Only one RCT, the DEFENSE-PFO (Device Closure Versus Medical Therapy for Cryptogenic Stroke Patients With High-Risk Patent Foramen Ovale) trial [34], did not impose an age limit of <60 years. In this study conducted in South Korea, the authors enrolled patients aged 18-80 years, with a mean age of 52. A recent sub-analysis from the DEFENSE-PFO trial compared the efficacy of PFO closure versus medical therapy alone in patients ≥60 years old [35]. Of the 21 ESUS patients receiving medical therapy alone, four experienced a recurrent ischemic stroke or TIA (primary endpoint), whereas none of the 13 patients who underwent PFO closure experienced recurrent events (Cox proportional HR for medication arm, 7.36 [95% CI: 0.28-195.8]; P=0.23). Furthermore, all recurrent strokes in the medical arm exhibited an embolic pattern on brain MRI, further suggesting a potentially beneficial role of PFO closure in the older population.

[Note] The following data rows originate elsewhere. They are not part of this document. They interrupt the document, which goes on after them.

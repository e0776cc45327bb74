//! # Logging Module
//!
//! This module provides logging utilities for the addcopyright tool:
//! - `tracing` diagnostics on stderr, filtered by `-v`/`-q`
//! - process-wide quiet/verbose output modes for user-facing printing
//! - color mode handling for terminal output
//!
//! Diagnostics go to stderr so the check-mode report on stdout stays
//! scriptable.

use std::sync::atomic::{AtomicU8, Ordering};

use clap::ValueEnum;
use owo_colors::{OwoColorize, Stream};

/// Global atomic holding the current [`OutputMode`].
static OUTPUT_MODE: AtomicU8 = AtomicU8::new(0);

#[derive(Debug, Clone, Copy, PartialEq, Eq)]
enum OutputMode {
  Normal = 0,
  Quiet = 1,
  Verbose = 2,
}

impl OutputMode {
  /// Convert from u8 to OutputMode
  const fn from_u8(value: u8) -> Self {
    match value {
      1 => OutputMode::Quiet,
      2 => OutputMode::Verbose,
      _ => OutputMode::Normal,
    }
  }
}

/// Enum representing the color mode options.
#[derive(Debug, Clone, Copy, PartialEq, Eq, Default, ValueEnum)]
pub enum ColorMode {
  /// Automatically determine whether to use colors based on TTY detection
  #[default]
  Auto,
  /// Never use colors
  Never,
  /// Always use colors
  Always,
}

impl ColorMode {
  /// Applies the mode process-wide through owo-colors' override.
  pub fn apply(self) {
    match self {
      ColorMode::Auto => {}
      ColorMode::Never => owo_colors::set_override(false),
      ColorMode::Always => owo_colors::set_override(true),
    }
  }
}

/// Sets the global verbose output flag.
///
/// When verbose output is enabled, the [`verbose_log!`] macro writes its
/// messages to stderr. When disabled, they are suppressed.
pub fn set_verbose() {
  OUTPUT_MODE.store(OutputMode::Verbose as u8, Ordering::SeqCst);
}

pub fn set_quiet() {
  OUTPUT_MODE.store(OutputMode::Quiet as u8, Ordering::SeqCst);
}

/// Checks if verbose output is currently enabled.
pub fn is_verbose() -> bool {
  let mode_u8 = OUTPUT_MODE.load(Ordering::SeqCst);
  matches!(OutputMode::from_u8(mode_u8), OutputMode::Verbose)
}

/// Checks if quiet mode is currently enabled.
pub fn is_quiet() -> bool {
  let mode_u8 = OUTPUT_MODE.load(Ordering::SeqCst);
  matches!(OutputMode::from_u8(mode_u8), OutputMode::Quiet)
}

/// Initializes the tracing subscriber on stderr.
///
/// The filter honors `RUST_LOG` when set; otherwise `-q` limits output to
/// errors and each `-v` raises the level (info, debug, trace).
pub fn init_tracing(quiet: bool, verbose: u8) {
  let default_directive = if quiet {
    "error"
  } else {
    match verbose {
      0 => "warn",
      1 => "info",
      2 => "debug",
      _ => "trace",
    }
  };

  let filter = tracing_subscriber::EnvFilter::try_from_default_env()
    .unwrap_or_else(|_| tracing_subscriber::EnvFilter::new(default_directive));

  // try_init so tests that exercise the driver repeatedly don't panic on a
  // second registration.
  let _ = tracing_subscriber::fmt()
    .with_env_filter(filter)
    .with_writer(std::io::stderr)
    .try_init();
}

/// Logs a message to stderr if verbose mode is enabled.
///
/// Uses the same format string syntax as the standard [`eprintln!`] macro.
#[macro_export]
macro_rules! verbose_log {
    ($($arg:tt)*) => {
        if $crate::logging::is_verbose() {
            eprintln!($($arg)*);
        }
    };
}

/// Logs a user-facing message to stdout unless quiet mode is enabled.
///
/// Uses the same format string syntax as the standard [`println!`] macro.
#[macro_export]
macro_rules! info_log {
    ($($arg:tt)*) => {
        if !$crate::logging::is_quiet() {
            $crate::logging::print_info_log(&format!($($arg)*));
        }
    };
}

/// Internal function used by [`info_log!`] to print with color support.
pub fn print_info_log(message: &str) {
  println!("{}", message.if_supports_color(Stream::Stdout, |m| m.yellow()));
}
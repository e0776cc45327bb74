//! # Detection Module
//!
//! This module contains the interface and default implementation for deciding
//! whether a file already carries the copyright header. Keeping it behind a
//! trait allows the detection strategy to be replaced without touching the
//! rewrite or check paths.

use anyhow::{Context, Result};
use regex::Regex;

use crate::header::MARKER_PATTERN;

/// Trait for copyright detectors.
///
/// Implementations report whether a chunk of content (a single line or a
/// whole file) contains a recognizable copyright marker.
pub trait CopyrightDetector: Send + Sync {
  /// Returns `true` if `content` contains the marker.
  fn has_marker(&self, content: &str) -> bool;
}

/// Default detector backed by a fixed regular expression.
///
/// The marker matches on text content, not comment syntax, and may appear
/// anywhere in the file — a header placed manually, in any comment style,
/// still counts as present. This keeps repeated runs from stacking headers.
pub struct MarkerDetector {
  marker: Regex,
}

impl MarkerDetector {
  /// Creates a detector for the built-in marker.
  pub fn new() -> Result<Self> {
    Self::with_pattern(MARKER_PATTERN)
  }

  /// Creates a detector for an arbitrary marker pattern.
  pub fn with_pattern(pattern: &str) -> Result<Self> {
    let marker = Regex::new(pattern).with_context(|| format!("Invalid marker pattern: {pattern}"))?;
    Ok(Self { marker })
  }
}

impl CopyrightDetector for MarkerDetector {
  fn has_marker(&self, content: &str) -> bool {
    self.marker.is_match(content)
  }
}

#[cfg(test)]
mod tests {
  use super::*;

  fn detector() -> MarkerDetector {
    MarkerDetector::new().expect("builtin marker compiles")
  }

  #[test]
  fn test_detects_marker_at_top() {
    let content = "// Copyright (c) 2018, Enrico Gregori, Alessandro Improta, Luca Sani, Institute\nint main(void);\n";
    assert!(detector().has_marker(content));
  }

  #[test]
  fn test_detects_marker_deep_in_file() {
    // A manually placed header far from the top still counts.
    let content = format!(
      "{}\n# Copyright (c) 2018, Enrico Gregori, Alessandro Improta, Luca Sani, Institute\n",
      "x = 1\n".repeat(200)
    );
    assert!(detector().has_marker(&content));
  }

  #[test]
  fn test_detects_marker_regardless_of_comment_style() {
    let content = "-- Copyright (c) 2018, Enrico Gregori, Alessandro Improta, Luca Sani, Institute\n";
    assert!(detector().has_marker(content));
  }

  #[test]
  fn test_other_copyright_notices_do_not_match() {
    let content = "// Copyright (c) 2020, Somebody Else. All rights reserved.\n";
    assert!(!detector().has_marker(content));
  }

  #[test]
  fn test_with_pattern_rejects_invalid_regex() {
    assert!(MarkerDetector::with_pattern("(unclosed").is_err());
  }
}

Notably, the Korean healthcare policy does not employ age limitations in the reimbursement for device closure of PFOs. This allowed us to perform another analysis. We enrolled patients aged ≤60 years who had a cryptogenic stroke and PFO from 10 hospitals in South Korea [36]. We assessed the effect of PFO closure over medical therapy alone using a propensity-score matching method in the overall cohort and in those with a high-risk PFO (large shunt and/or ASA). Out of the 437 patients (mean age, 68.1 years), 303 (69%) had a high-risk PFO, and 161 (37%) underwent PFO closure. In addition, over a median follow-up of 3.9 years, 64 (14.6%) patients developed recurrent ischemic stroke or TIA. Furthermore, in the propensity score-matched cohort of overall patients (130 pairs), PFO closure was associated with a significantly lower risk of a composite of ischemic stroke or TIA (HR 0.45; 95% CI: 0.24-0.84; P=0.012). Moreover, in a subgroup analysis of patients with high-risk PFO features (116 pairs), PFO closure was significantly associated with lower risks of both the composite of ischemic stroke or TIA (HR 0.40; 95% CI: 0.21-0.77; P=0.006) and ischemic stroke (HR 0.47; 95% CI: 0.23-0.95; P=0.035). These results suggest that PFO closure might be equally effective in elderly patients as it is in younger subjects with cryptogenic stroke and PFOs, especially for those with high-risk PFOs.
As discussed above, older patients are more likely to present with hidden AF and other risk factors. Moreover, old age is a risk factor for developing supraventricular arrhythmias after PFO closure. Therefore, therapeutic decisions should be made carefully. Based on the lack of robust data from clinical trials, current clinical guidelines still do not recommend PFO closure for older patients and instead recommend intense cardiac monitoring for at least 6 months to rule out subclinical AF [28]. Overall, further RCTs are needed to assess the efficacy and safety of PFO closure versus medical therapy in older (age ≥60 years) patients with ESUS, and such trials are ongoing [37].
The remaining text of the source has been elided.